Буханку мягкого белого хлеба, купленного в Судаке, мы разрезали на четверых и раздали каждому по тяжёлой кисти сладчайшего винограда. Свежий, с кислинкою хлеб и виноградные сладкие ягоды так подходили друг другу, словно они были чем-то единым. Помнится, мы поглощали свой ужин в молчании, наслаждаясь им и прислушиваясь к грозе. Вспышки молний выхватывали из темноты нас, четверых сотрапезников, в отчётливо замерших позах – вот чья-то рука, вот кус хлеба, вот зубы, что впились в гроздь винограда, – как будто гроза решила нас сфотографировать в декорациях крымского скального грота, чтоб мы отпечатались в вечности. И – кто знает? – может, и впрямь эти снимки доселе хранятся в каком-то вселенском архиве?
ДИМЛАМА БУХАРЫ. Положа руку на сердце, должен сказать: я нигде не встречал столь же вкусной еды, как в Средней Азии. Вот даже не знаю, какое из тамошних кушаний взяться описывать. Может, плов, что я ел в Самарканде, за задворках парадной площади Регистан: золотистую гору из риса, моркови, гороха, на склоне которой лежал кус говядины? Или вспомнить ту ошхану на базаре Ургенча, где я объедался тушёными потрохами, столь вкусными, что я позабыл всё на свете, даже то, что мне пора ехать в Хиву? А лагман в Навои? А самса в Шахризабсе? А шашлык в Гиждуване? А ташкентский люля-кебаб?

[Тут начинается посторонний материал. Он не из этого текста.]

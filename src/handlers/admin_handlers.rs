use super::post_handlers::{created_message, PostForm};
use super::PageContext;
use crate::auth::identity::Identity;
use crate::error::AppError;
use crate::flash;
use crate::middleware::csrf::validate_csrf_form_field;
use crate::models::{PostCategory, PostWithAuthor};
use crate::services::{DashboardStats, PostServiceError};
use crate::AppState;
use askama::Template;
use askama_web::WebTemplate;
use axum::{
    extract::{Form, State},
    response::{IntoResponse, Redirect, Response},
    Extension,
};
use tower_sessions::Session;

#[derive(Template, WebTemplate)]
#[template(path = "admin/dashboard.html")]
struct DashboardTemplate {
    page: PageContext,
    stats: DashboardStats,
}

#[derive(Template, WebTemplate)]
#[template(path = "admin/posts.html")]
struct AdminPostsTemplate {
    page: PageContext,
    posts: Vec<PostWithAuthor>,
    errors: Vec<String>,
    form: PostForm,
    categories: &'static [PostCategory],
}

/// GET /admin/dashboard - site-wide counts
pub async fn admin_dashboard(
    State(state): State<AppState>,
    session: Session,
) -> Result<impl IntoResponse, AppError> {
    let stats = state.dashboard_service.get_stats().await?;
    Ok(DashboardTemplate {
        page: PageContext::load(&session).await?,
        stats,
    })
}

async fn render_posts(
    state: &AppState,
    session: &Session,
    form: PostForm,
    errors: Vec<String>,
) -> Result<Response, AppError> {
    let posts = state.post_service.list_posts().await?;
    Ok(AdminPostsTemplate {
        page: PageContext::load(session).await?,
        posts,
        errors,
        form,
        categories: &PostCategory::ALL,
    }
    .into_response())
}

/// GET /admin/posts
pub async fn admin_posts_page(
    State(state): State<AppState>,
    session: Session,
) -> Result<Response, AppError> {
    render_posts(&state, &session, PostForm::default(), Vec::new()).await
}

/// POST /admin/posts - admin post with featured flag, event date and location
pub async fn admin_create_post(
    State(state): State<AppState>,
    Extension(identity): Extension<Identity>,
    session: Session,
    Form(form): Form<PostForm>,
) -> Result<Response, AppError> {
    validate_csrf_form_field(&session, &form.csrf_token).await?;

    match state.post_service.create_post(&identity, form.to_request()).await {
        Ok(published) => {
            flash::success(&session, created_message(published.broadcast)).await;
            Ok(Redirect::to("/admin/posts").into_response())
        }
        Err(PostServiceError::Invalid(errors)) => {
            render_posts(&state, &session, form, errors.messages()).await
        }
        Err(e) => {
            tracing::error!("Admin post creation failed: {}", e);
            render_posts(&state, &session, form, vec!["Error creating post.".to_string()]).await
        }
    }
}
use axum::{
    body::Body,
    http::{HeaderValue, Request},
    middleware::Next,
    response::Response,
};

pub async fn add_security_headers(request: Request<Body>, next: Next) -> Response {
    let mut response = next.run(request).await;
    let headers = response.headers_mut();

    headers.insert("X-Frame-Options", HeaderValue::from_static("DENY"));
    headers.insert(
        "X-Content-Type-Options",
        HeaderValue::from_static("nosniff"),
    );
    headers.insert(
        "Content-Security-Policy",
        HeaderValue::from_static(
            "default-src 'self'; \
             style-src 'self' 'unsafe-inline'; \
             img-src 'self' data: https:; \
             form-action 'self'; \
             frame-ancestors 'none';",
        ),
    );
    headers.insert(
        "Referrer-Policy",
        HeaderValue::from_static("strict-origin-when-cross-origin"),
    );

    if crate::config::is_production() {
        headers.insert(
            "Strict-Transport-Security",
            HeaderValue::from_static("max-age=31536000; includeSubDomains"),
        );
    }

    response
}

Нет, лучше вот что, вспомню-ка я димламу Бухары. Я только-только приехал, поселился в старинном доме Мубиджона-аки – дому было двести семьдесят пять лет, а хозяину семьдесят пять, но оба казались на редкость сохранны – и пошёл поискать, где бы перекусить. Подходящая ошхона подвернулась неподалёку, на берегу Ляби-Хауза; бухарец сразу поймёт, о чём я говорю. Из блюд, что мне были предложены, я выбрал шурпу – душистую, в блёстках янтарного жира, – но всё же посетовал:
– Досадно: вторую неделю нигде не могу найти димламы!
Хозяйка всплеснула руками:
– Что вы говорите! А приходите-ка завтра вот в это же время – я приготовлю для вас димламу.
На том и расстались. И стыдно признаться, но на другой день свидания с димламой я ждал так, как, бывало, ждал встречи с какой-нибудь юной красоткой. С утра маялся и не знал, куда себя деть. Сходил в баню, что на Зелёном базаре, напился там чаю, потом листал книги в букинистической лавке, потом рассматривал украшения из фирюзы на лотках ювелиров, но мысли мои были всё об одном: «Как там моя димлама?»
Наконец настал час обеда. Хозяйка, приветливо улыбаясь, поставила передо мной на клеёнчатый стол синий чайник кок-чая, тарелку с тандырной лепёшкой, пиалу с густым, ароматным говяжьим бульоном и, наконец, глубокую синюю миску, в которой дымилась гора димламы.
Всё это было очень красивым, так сказать, ориентально-орнаментальным. Узоры тарелки, пиалы и миски, горячая пряная смесь димламы, витиевато-однообразная музыка, что доносилась в открытые двери от Ляби-Хауза, перестук молотков от ремесленных лавок, крики разносчиков – всё сливалось в единую арабеску, в орнамент из перетекавших друг в друга узоров, как зрительных, так и звуковых.